From the topological structure of the two-loop diagrams 
contributing to the amplitude
$\gg^{(2)}_{\hat{A}_{\mu} b \bar{s}}$, 
it is evident that the 1PI three- and four-point functions 
with external gauge or scalar quantum fields 
(e.g. $\gg^{(1)}_{V^{\alpha}_{\mu} V^{\beta}_{\nu} V^{\gamma}_{\rho}}$
or 
$\gg^{(1)}_{V^{\alpha}_{\mu} V^{\beta}_{\nu} V^{\gamma}_{\rho}
V^{\delta}_{\sigma}}$)
or with ghost fields 
(e.g. $ \gg^{(1)}_{V^{\alpha}_{\mu} \bar{c}^{\beta} c^{\gamma}}$) 
do not appear as one-loop sub-graphs.
Actually, the renormalization of sub-divergences 
with more than two 
(gauge or scalar) quantum fields enters the BFM calculations only 
starting from the three-loop order.  
Thus, we only have to consider the three-point functions 
\begin{eqnarray} 
  \label{gr:bsga} 
  \begin{array}{llll} 
    \gg^{(1)}_{\hat{A}_{\mu} \bar{s} b}(p_{s},p_{b})\,, 
    & 
    \gg^{(1)}_{\hat{A}_{\mu} \bar{q}_{2} q_1}(p_{2},p_{1})\,, 
    & 
    \gg^{(1)}_{\hat{A}_{\mu} W^{+}_{\nu} W^{-}_{\rho}} 
    (p_{+},p_{-})\,, 
    & 
    \gg^{(1)}_{\hat{A}_{\mu} G^{+} G^{-}} (p_{+},p_{-})\,, 
    \\ 
    \\ 
    \gg^{(1)}_{\hat{A}_{\mu} G^{\pm} W^{\mp}_{\nu}} (p_{\pm},p_{\mp})\,, 
    & 
    \gg^{(1)}_{\hat{A}_{\mu} \bar c^{\pm} c^{\mp}} (p_{\pm},p_{\mp})\,, 
    & 
    \gg^{(1)}_{W^{\pm}_{\mu} \bar{q}_{2} q_1}(p_{2},p_{1})\,, 
    & 
    \gg^{(1)}_{G^{\pm} \bar{q}_{2} q_1}(p_{2},p_{1})\,, 
  \end{array} 
\end{eqnarray} 
and the two-point functions 
\begin{eqnarray}\label{gr:bsgb} 
  \begin{array}{lll} 
    \gg^{(1)}_{\bar{s} b}(p_{b})\,, 
    & 
    \gg^{(1)}_{\bar{q}_{2} q_1}(p_{1})\,, 
    & 
    \gg^{(1)}_{W^{+}_{\nu} W^{-}_{\rho}} (p_{-})\,, 
    \\ 
    \\ 
    \gg^{(1)}_{G^{+} G^{-}} (p_{-})\,, 
    & 
    \gg^{(1)}_{G^{\pm} W^{\mp}_{\mu}} (p_{\mp})\,, 
    & 
    \gg^{(1)}_{\bar c^{\pm} c^{\mp}} (p_{\mp})\,. 
  \end{array} 
\end{eqnarray} 
In Eqs.~(\ref{gr:bsga}) and ~(\ref{gr:bsgb}) 
$q_1$ and $q_2$ are two generic quark fields. 

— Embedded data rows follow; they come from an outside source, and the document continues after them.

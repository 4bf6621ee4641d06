//! # API 服务启动器
//!
//! 组装 axum 路由、挂载 Swagger UI、配置 CORS 与 panic 兜底并绑定 TCP 端口对外提供服务。
//! 本模块不直接启动 `main()`, 而是由 `crates/app` 的 DI 容器持有并调用。

use std::future::Future;
use std::sync::Arc;

use axum::Router;
use tower_http::catch_panic::CatchPanicLayer;
use tower_http::cors::{Any, CorsLayer};
use utoipa::OpenApi;
use utoipa_axum::router::OpenApiRouter;
use utoipa_axum::routes;
use utoipa_swagger_ui::SwaggerUi;

use dalal_core::catalog::port::InstrumentCatalog;
use dalal_core::market::port::Market;

use crate::middleware::panic::handle_panic;
use crate::routes::{market, search};

// ============================================================
//  共享应用状态
// ============================================================

/// 全局应用状态，通过 axum 的 `State` 提取器注入到每个 Handler 中。
///
/// # Invariants
/// - 两个端口均为无状态或只读实现，在并发请求间共享无需加锁。
#[derive(Clone)]
pub struct AppState {
    /// 行情领域服务 (抓取 + 归一化)
    pub market: Arc<dyn Market>,
    /// 静态证券目录
    pub catalog: Arc<dyn InstrumentCatalog>,
}

// ============================================================
//  OpenAPI 文档定义
// ============================================================

/// 全局 OpenAPI 文档结构
#[derive(OpenApi)]
#[openapi(
    info(
        title = "Dalal 行情网关 API",
        version = "0.1.0",
        description = "面向客户端的归一化行情接口：历史时间序列 (原生时区 + IST)、证券快照与静态搜索。",
        license(name = "MIT")
    ),
    tags(
        (name = "行情 (Market)", description = "时间序列与证券快照"),
        (name = "搜索 (Search)", description = "内置证券目录检索")
    )
)]
pub struct ApiDoc;

// ============================================================
//  服务构建与启动
// ============================================================

/// 构建完整的 axum 应用路由树。
///
/// # Logic
/// 1. 注册三个业务路由并收集 OpenAPI 文档。
/// 2. 挂载 Swagger UI (`/swagger-ui`)。
/// 3. 内层套 panic 兜底，外层套 CORS，保证兜底响应同样带跨域头。
pub fn build_router(state: AppState) -> Router {
    let (router, api) = OpenApiRouter::with_openapi(ApiDoc::openapi())
        .routes(routes!(market::get_stock_data))
        .routes(routes!(search::search_stocks))
        .routes(routes!(market::get_debug_snapshot))
        .with_state(state)
        .split_for_parts();

    // 允许任意来源、方法、请求头
    let cors = CorsLayer::new()
        .allow_origin(Any)
        .allow_methods(Any)
        .allow_headers(Any);

    router
        .merge(SwaggerUi::new("/swagger-ui").url("/api-docs/openapi.json", api))
        .layer(CatchPanicLayer::custom(handle_panic))
        .layer(cors)
}

/// 绑定端口并启动 HTTP 监听，直到 `shutdown` 完成。
///
/// # Arguments
/// * `state` - 由外部 DI 容器注入的共享状态
/// * `bind_addr` - 监听的地址与端口，如 `"127.0.0.1:5001"`
/// * `shutdown` - 完成时触发优雅退出
pub async fn start_server<F>(
    state: AppState,
    bind_addr: &str,
    shutdown: F,
) -> Result<(), Box<dyn std::error::Error>>
where
    F: Future<Output = ()> + Send + 'static,
{
    let app = build_router(state);

    tracing::info!("🚀 Dalal API Server listening on {}", bind_addr);
    tracing::info!("📖 Swagger UI: http://{}/swagger-ui/", bind_addr);

    let listener = tokio::net::TcpListener::bind(bind_addr).await?;
    axum::serve(listener, app)
        .with_graceful_shutdown(shutdown)
        .await?;

    Ok(())
}
use serde::{Deserialize, Serialize};

/// # Summary
/// 证券目录条目 (搜索结果)。
///
/// # Invariants
/// - 进程生命周期内只读。
#[derive(Debug, Clone, PartialEq, Eq, Serialize, Deserialize)]
pub struct InstrumentRef {
    // 证券代码 (例如: TCS.NS)
    pub symbol: String,
    // 公司全称
    pub name: String,
}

Notice that the Green functions 
$\gg_{\hat{A}_{\mu} G^{+} W^{-}_{\nu}}$ and 
$\gg_{\hat{A}_{\mu} W^{+}_{\nu} G^{-}}$ have no 
tree-level contribution (see, e.g.,~\cite{msbkg}). 
At the one-loop level, however, contributions may appear 
as soon as a non-invariant regularization scheme is used. 
 
For the computation we follow the strategy outlined in  
Section~\ref{sub:strategy}. 
In a first step we exploit the WTIs for the background fields and 
fix all possible counterterms. In a second step 
the remaining counterterms are determined by STIs and,  
finally, we tune the free parameters of the theory to match the 
normalization conditions.  
The complete set of counterterms, be they used to restore  
the WTIs ($\Xi^W$) or the STIs ($\Xi^S$), or to implement the  
normalization conditions ($\Xi^N$), can be separated into  
anti-field-dependent counterterms 
$\Xi_\#[\phi,\hat\phi,\phi^*,\Omega]$ 
and anti-field-independent ones 
$\Xi_O[\phi,\hat\phi]$ (cf. Eq.~(\ref{eq:D_9}))  
according to the ghost number.  
In principle the former should be determined first as can be
deduced from 
the triangular structure of Eq.~(\ref{de_6}). 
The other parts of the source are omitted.